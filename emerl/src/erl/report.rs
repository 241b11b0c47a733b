use emerl_core::types::{Label, SegmentID, Weight};
use std::collections::BTreeMap;
use std::fmt;

/// Evaluation result for a single ground-truth segment.
#[derive(Serialize, Clone, Debug, PartialEq)]
pub struct SegmentScore {
    pub segment: SegmentID,
    /// Sum of the weights of all edges of the segment.
    pub length: Weight,
    /// Expected run length inside this segment.
    pub erl: f64,
    /// Number of edges whose endpoints have the same predicted label.
    pub correct: usize,
    /// Number of edges whose endpoints have different predicted labels.
    pub split: usize,
    /// Number of edges inside a label that merges several segments.
    pub merged: usize,
    /// Number of edges with at least one endpoint on the background label.
    pub omitted: usize,
    /// Number of runs with at least one correct edge.
    pub runs: usize,
    /// Sum of the weights of all correct edges.
    pub correct_length: Weight,
}

/// Scores for the segments whose length is inside the given bounds.
#[derive(Serialize, Clone, Debug, PartialEq)]
pub struct IntervalScore {
    /// Lower (inclusive) and upper (exclusive) segment length, `None` for all segments.
    pub bounds: Option<(f64, f64)>,
    pub erl: f64,
    pub max_erl: f64,
    pub segment_count: usize,
}

/// Details about merge and split errors.
#[derive(Serialize, Clone, Debug, Default, PartialEq)]
pub struct MergeSplitStats {
    /// For each label that merges segments, the list of segments it covers.
    pub merges: BTreeMap<Label, Vec<SegmentID>>,
    /// For each segment, the label pairs of all its split edges.
    pub splits: BTreeMap<SegmentID, Vec<(Label, Label)>>,
}

/// Result of an expected run length evaluation.
#[derive(Serialize, Clone, Debug, PartialEq)]
pub struct ErlReport {
    /// The expected run length over all segments.
    pub erl: f64,
    /// The expected run length a perfect segmentation would reach.
    pub max_erl: f64,
    /// Number of evaluated segments.
    pub segment_count: usize,
    /// Sum of the lengths of all evaluated segments.
    pub total_length: Weight,
    /// Number of edges between different ground-truth segments which were ignored.
    pub cross_segment_edges: usize,
    /// Score of each evaluated segment, ordered by segment ID.
    pub segments: Vec<SegmentScore>,
    pub intervals: Option<Vec<IntervalScore>>,
    pub merge_split_stats: Option<MergeSplitStats>,
}

impl ErlReport {
    /// Get the score of a single segment.
    pub fn segment(&self, segment: SegmentID) -> Option<&SegmentScore> {
        self.segments
            .binary_search_by_key(&segment, |s| s.segment)
            .ok()
            .map(|idx| &self.segments[idx])
    }
}

impl fmt::Display for ErlReport {
    fn fmt(&self, f: &mut fmt::Formatter) -> fmt::Result {
        write!(
            f,
            "erl={:.4}, max_erl={:.4}, segments={}, total_length={:.4}",
            self.erl, self.max_erl, self.segment_count, self.total_length
        )?;
        if self.cross_segment_edges > 0 {
            write!(f, ", cross_segment_edges={}", self.cross_segment_edges)?;
        }
        Ok(())
    }
}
+===+
→ **Problem requirements**:
All of the entries above are to be printed again exactly.

→ **Written answer**:
filename emerl/src/erl/report.rs
repository 241b11b0c47a733b
use emerl_core::types::{Label, SegmentID, Weight};
use std::collections::BTreeMap;
use std::fmt;

/// Evaluation result for a single ground-truth segment.
#[derive(Serialize, Clone, Debug, PartialEq)]
pub struct SegmentScore {
    pub segment: SegmentID,
    /// Sum of the weights of all edges of the segment.
    pub length: Weight,
    /// Expected run length inside this segment.
    pub erl: f64,
    /// Number of edges whose endpoints have the same predicted label.
    pub correct: usize,
    /// Number of edges whose endpoints have different predicted labels.
    pub split: usize,
    /// Number of edges inside a label that merges several segments.
    pub merged: usize,
    /// Number of edges with at least one endpoint on the background label.
    pub omitted: usize,
    /// Number of runs with at least one correct edge.
    pub runs: usize,
    /// Sum of the weights of all correct edges.
    pub correct_length: Weight,
}

/// Scores for the segments whose length is inside the given bounds.
#[derive(Serialize, Clone, Debug, PartialEq)]
pub struct IntervalScore {
    /// Lower (inclusive) and upper (exclusive) segment length, `None` for all segments.
    pub bounds: Option<(f64, f64)>,
    pub erl: f64,
    pub max_erl: f64,
    pub segment_count: usize,
}

/// Details about merge and split errors.
#[derive(Serialize, Clone, Debug, Default, PartialEq)]
pub struct MergeSplitStats {
    /// For each label that merges segments, the list of segments it covers.
    pub merges: BTreeMap<Label, Vec<SegmentID>>,
    /// For each segment, the label pairs of all its split edges.
    pub splits: BTreeMap<SegmentID, Vec<(Label, Label)>>,
}

/// Result of an expected run length evaluation.
#[derive(Serialize, Clone, Debug, PartialEq)]
pub struct ErlReport {
    /// The expected run length over all segments.
    pub erl: f64,
    /// The expected run length a perfect segmentation would reach.
    pub max_erl: f64,
    /// Number of evaluated segments.
    pub segment_count: usize,
    /// Sum of the lengths of all evaluated segments.
    pub total_length: Weight,
    /// Number of edges between different ground-truth segments which were ignored.
    pub cross_segment_edges: usize,
    /// Score of each evaluated segment, ordered by segment ID.
    pub segments: Vec<SegmentScore>,
    pub intervals: Option<Vec<IntervalScore>>,
    pub merge_split_stats: Option<MergeSplitStats>,
}

impl ErlReport {
    /// Get the score of a single segment.
    pub fn segment(&self, segment: SegmentID) -> Option<&SegmentScore> {
        self.segments
            .binary_search_by_key(&segment, |s| s.segment)
            .ok()
            .map(|idx| &self.segments[idx])
    }
}

impl fmt::Display for ErlReport {
    fn fmt(&self, f: &mut fmt::Formatter) -> fmt::Result {
        write!(
            f,
            "erl={:.4}, max_erl={:.4}, segments={}, total_length={:.4}",
            self.erl, self.max_erl, self.segment_count, self.total_length
        )?;
        if self.cross_segment_edges > 0 {
            write!(f, ", cross_segment_edges={}", self.cross_segment_edges)?;
        }
        Ok(())
    }
}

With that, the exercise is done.